The Prague Metro is the fastest means of transportation around the city and serves about 1.5 million passengers a day, which makes it the sixth busiest metro system in Europe. Prague metro was first opened in 1974. It is very easy to use; all directions are well signposted even for those unfamiliar with the local language. Most of the metro is underground, so unlike Paris or Berlin there are no opportunities for sightseeing from the metro.
Guide to Metro
Metro entrances are not always easy to spot. Look for a sign displaying the ‘M’ within an upside-down triangle. When leaving a station, head for a sign saying vystup (exit); for a transfer line, look for prestup (transfer). Lines are identified by a letter and colour: A (green), B (yellow) and C (red).
Once you have purchased your ticket and passed through the unmanned ticket barriers, continue down the fast-moving escalators to the trains. At the bottom of each escalator is a long central corridor with a platform on either side for trains travelling in either direction. Signs suspended from the ceiling indicate the direction of the trains. The edges of the platforms are marked with a white, broken line which should not be crossed until the train stops. Most of the metro doors open and close automatically, giving a recorded message when they are about to close. During the journey the name of the next station is announced in Czech.
Many of Prague’s metro stations are quite large, with several entrances spaced relatively far apart. This can often lead to confusion for tourists, especially at the central hubs such as Mustek or Muzeum: it is not enough to just get off at the right station; you must also choose the right way out to ground level, otherwise you can easily find yourself five or ten minutes’ walking distance from your destination.
Taxi Tips: Be careful about using any of the taxis that cluster around hotel entrances, near famous landmarks and around train stations, as they’re known for ripping off tourists. If the hotel has its own fleet it might be a better option, though you still might pay a double price set for city taxis. The best option is to call, or book online, a reputable company like Prague Airport Transfers sro or AAA taxis, which offer fair prices.
Line A is very useful for tourists, because it covers all the major areas of the city centre — Prague Castle, the Lesser Town, the Old Town and the New Town — as well as the main shopping area around Wenceslas Square.
When using public transport you are expected to give up your seat for the elderly and disabled.
The metro operates from 05.00 until midnight. Trains run every 2 to 3 minutes during peak hours and every 5 to 10 minutes during weekends and off peak hours.
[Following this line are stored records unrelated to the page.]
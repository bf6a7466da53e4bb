//! Post cycle orchestration.

use crate::{ContentPlanStore, HistoryLedger, IdeaSelector, PlatformDispatcher};
use derive_getters::Getters;
use herald_core::{ContentIdea, ContentPlan, HistoryEntry, PlatformResult};
use herald_error::HeraldResult;
use herald_narrative::{ContentGenerator, PromptContext};
use std::sync::Arc;
use std::time::Duration;
use tokio::sync::Mutex;
use tracing::{debug, error, info, instrument, warn};

/// Cycle sizing and pacing.
#[derive(Debug, Clone, Copy, PartialEq, Eq, Getters, derive_builder::Builder)]
#[builder(setter(into))]
pub struct OrchestratorSettings {
    /// Upper bound on ideas processed per cycle
    #[builder(default = "3")]
    posts_per_run: usize,
    /// Pause between ideas within a cycle
    #[builder(default = "Duration::from_secs(60)")]
    delay_between_posts: Duration,
}

impl Default for OrchestratorSettings {
    fn default() -> Self {
        Self {
            posts_per_run: 3,
            delay_between_posts: Duration::from_secs(60),
        }
    }
}

/// What a finished cycle did.
#[derive(Debug, Clone, Default, PartialEq, Eq, Getters)]
pub struct CycleReport {
    /// Number of ideas processed
    processed: usize,
    /// History entries appended, in order
    entries: Vec<HistoryEntry>,
}

impl CycleReport {
    fn push(&mut self, entry: HistoryEntry) {
        self.processed += 1;
        self.entries.push(entry);
    }
}

/// Result of asking the orchestrator to run.
#[derive(Debug, Clone, PartialEq, Eq)]
pub enum CycleOutcome {
    /// The cycle ran to the end
    Completed(CycleReport),
    /// Another cycle held the guard; nothing was done
    AlreadyRunning,
}

/// Runs post cycles: select, generate, dispatch, record.
///
/// One orchestrator is shared by every trigger. A single-slot guard rejects
/// overlapping cycles instead of queueing them.
pub struct CycleOrchestrator {
    plans: ContentPlanStore,
    ledger: Arc<HistoryLedger>,
    generator: ContentGenerator,
    dispatcher: PlatformDispatcher,
    settings: OrchestratorSettings,
    selector: Mutex<IdeaSelector>,
}

impl std::fmt::Debug for CycleOrchestrator {
    fn fmt(&self, f: &mut std::fmt::Formatter<'_>) -> std::fmt::Result {
        f.debug_struct("CycleOrchestrator")
            .field("plan", &self.plans.path())
            .field("history", &self.ledger.path())
            .field("generator", &self.generator)
            .field("dispatcher", &self.dispatcher)
            .field("settings", &self.settings)
            .finish()
    }
}

impl CycleOrchestrator {
    /// Wire an orchestrator from its collaborators.
    pub fn new(
        plans: ContentPlanStore,
        ledger: Arc<HistoryLedger>,
        generator: ContentGenerator,
        dispatcher: PlatformDispatcher,
        settings: OrchestratorSettings,
    ) -> Self {
        Self {
            plans,
            ledger,
            generator,
            dispatcher,
            settings,
            selector: Mutex::new(IdeaSelector::new()),
        }
    }

    /// Replace the idea selector, e.g. with a seeded one.
    pub fn with_selector(mut self, selector: IdeaSelector) -> Self {
        self.selector = Mutex::new(selector);
        self
    }

    /// The dispatcher used for publishing.
    pub fn dispatcher(&self) -> &PlatformDispatcher {
        &self.dispatcher
    }

    /// The history ledger.
    pub fn ledger(&self) -> &Arc<HistoryLedger> {
        &self.ledger
    }

    /// Cycle settings.
    pub fn settings(&self) -> &OrchestratorSettings {
        &self.settings
    }

    /// Run one post cycle.
    ///
    /// Reloads the plan and history, then processes up to `posts_per_run`
    /// ideas with `delay_between_posts` between them.
    ///
    /// # Errors
    ///
    /// Plan and history storage failures abort the cycle. Generation and
    /// publishing failures never do; they are recorded as failed results.
    #[instrument(skip(self), fields(posts_per_run = self.settings.posts_per_run))]
    pub async fn run_cycle(&self) -> HeraldResult<CycleOutcome> {
        let Ok(mut selector) = self.selector.try_lock() else {
            warn!("Previous post cycle still running, skipping this trigger");
            return Ok(CycleOutcome::AlreadyRunning);
        };

        info!("Starting post cycle");
        let plan = self.refresh(&mut selector).await?;

        let posts_to_create = self.settings.posts_per_run.min(plan.ideas().len());
        let mut report = CycleReport::default();

        for i in 0..posts_to_create {
            let Some(idea) = selector.next(&plan) else {
                warn!("No content ideas available");
                break;
            };

            let entry = self.process_idea(&plan, &idea, selector.cursor()).await?;
            report.push(entry);

            if i + 1 < posts_to_create && !self.settings.delay_between_posts.is_zero() {
                debug!(
                    seconds = self.settings.delay_between_posts.as_secs(),
                    "Waiting before next post"
                );
                tokio::time::sleep(self.settings.delay_between_posts).await;
            }
        }

        info!(processed = report.processed, "Post cycle completed");
        Ok(CycleOutcome::Completed(report))
    }

    /// Process exactly one idea now, under the same guard as [`run_cycle`](Self::run_cycle).
    ///
    /// # Errors
    ///
    /// Plan and history storage failures.
    #[instrument(skip(self))]
    pub async fn process_next(&self) -> HeraldResult<CycleOutcome> {
        let Ok(mut selector) = self.selector.try_lock() else {
            warn!("Post cycle running, skipping single post");
            return Ok(CycleOutcome::AlreadyRunning);
        };

        let plan = self.refresh(&mut selector).await?;
        let mut report = CycleReport::default();

        match selector.next(&plan) {
            Some(idea) => {
                let entry = self.process_idea(&plan, &idea, selector.cursor()).await?;
                report.push(entry);
            }
            None => warn!("No content ideas available"),
        }

        Ok(CycleOutcome::Completed(report))
    }

    async fn refresh(&self, selector: &mut IdeaSelector) -> HeraldResult<ContentPlan> {
        let plan = self.plans.load().await?;
        let history = self.ledger.load().await?;
        selector.set_cursor(*history.rotation_cursor());
        debug!(
            posts = history.posts().len(),
            cursor = selector.cursor(),
            "Refreshed plan and history"
        );
        Ok(plan)
    }

    #[instrument(skip(self, plan, idea), fields(idea_id = *idea.id()))]
    async fn process_idea(
        &self,
        plan: &ContentPlan,
        idea: &ContentIdea,
        rotation_cursor: u64,
    ) -> HeraldResult<HistoryEntry> {
        info!(idea = %idea.text(), "Processing idea");
        let context = PromptContext::for_idea(idea, plan.branding().as_ref());
        let mut results = Vec::with_capacity(idea.platforms().len());

        for platform in idea.platforms() {
            let platform = *platform;
            if !self.dispatcher.is_enabled(platform) {
                debug!(platform = %platform, "Platform disabled, skipping");
                continue;
            }

            let result = match self.generator.generate(platform, idea.text(), &context).await {
                Ok(content) => self.dispatcher.dispatch(platform, idea, &content).await,
                Err(e) => {
                    error!(platform = %platform, error = %e, "Content generation failed");
                    PlatformResult::failure(platform, e.kind.to_string())
                }
            };
            results.push(result);
        }

        let entry = HistoryEntry::new(idea, results);
        self.ledger.append(entry.clone(), rotation_cursor).await?;
        info!(
            results = entry.results().len(),
            any_success = entry.any_success(),
            "Recorded history entry"
        );
        Ok(entry)
    }
}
Disabled travellers should note that the barrier-free access to platforms is more a feature of suburban metro stations than inner city ones. In the city centre stations Muzeum, Vysehrad and Hlavni Nadrazi (Main Train Station) are wheelchair-friendly.
Metro Line A extended from Dejvická to Motol
The line A (green line) is now extended from the station Dejvická via Bořislavka, Veleslavín, Petřiny to the station Motol Hospital. The train will take some eight minutes to drive through the six-kilometre-long stretch.The new section is 6134 metres long. The journey from the underground station Motol Hospital to Můstek will take 15 minutes.
The opening of the new section is accompanied by changes in surface transport. Buses that used to go along Evropská Avenue to Dejvická Station are now terminated at Veleslavín Station, or Bořislavka Station. Among others, the tram line number 2 is cancelled. Some stops will be renamed.
People travelling to the airport will now change trains at Veleslavín Station (instead of Dejvická). However, there are escalators in the lobby only, not to the platform of bus line 119. Passengers with suitcases will be helped upstairs free-of-charge by porters who will work in three shifts daily from 5.00 to 22.00.However, it means reduced comfort for passengers travelling to the airport and possible longer travel time.
The shortest way from the Veleslavín metro lobby to the bus leads along a solid staircase. There is an elevator, but on the surface its outlet is only behind the crossroads, about 70 metres from the terminal.
It is assumed that a lot of passengers, especially those with larger amounts of luggage, will prefer to choose convenient transportation by taxi this year or will use their car from the Airport.
The new section will have longer intervals
In the new subway section the standard intervals of line A will not be maintained. From 9:30 to 20:00 between Dejvická and Motol Hospital, only every second train will go. In the morning peak hours, from 6:00 to 9:30, every second train will be dispatched between stations Petřiny and Motol Hospital.
Intervals in the new section, depending on the time of day, may extend to ten minutes. Somewhat paradoxically, after 20:00 they will be shorter than, for example, in the afternoon peak around 17:00.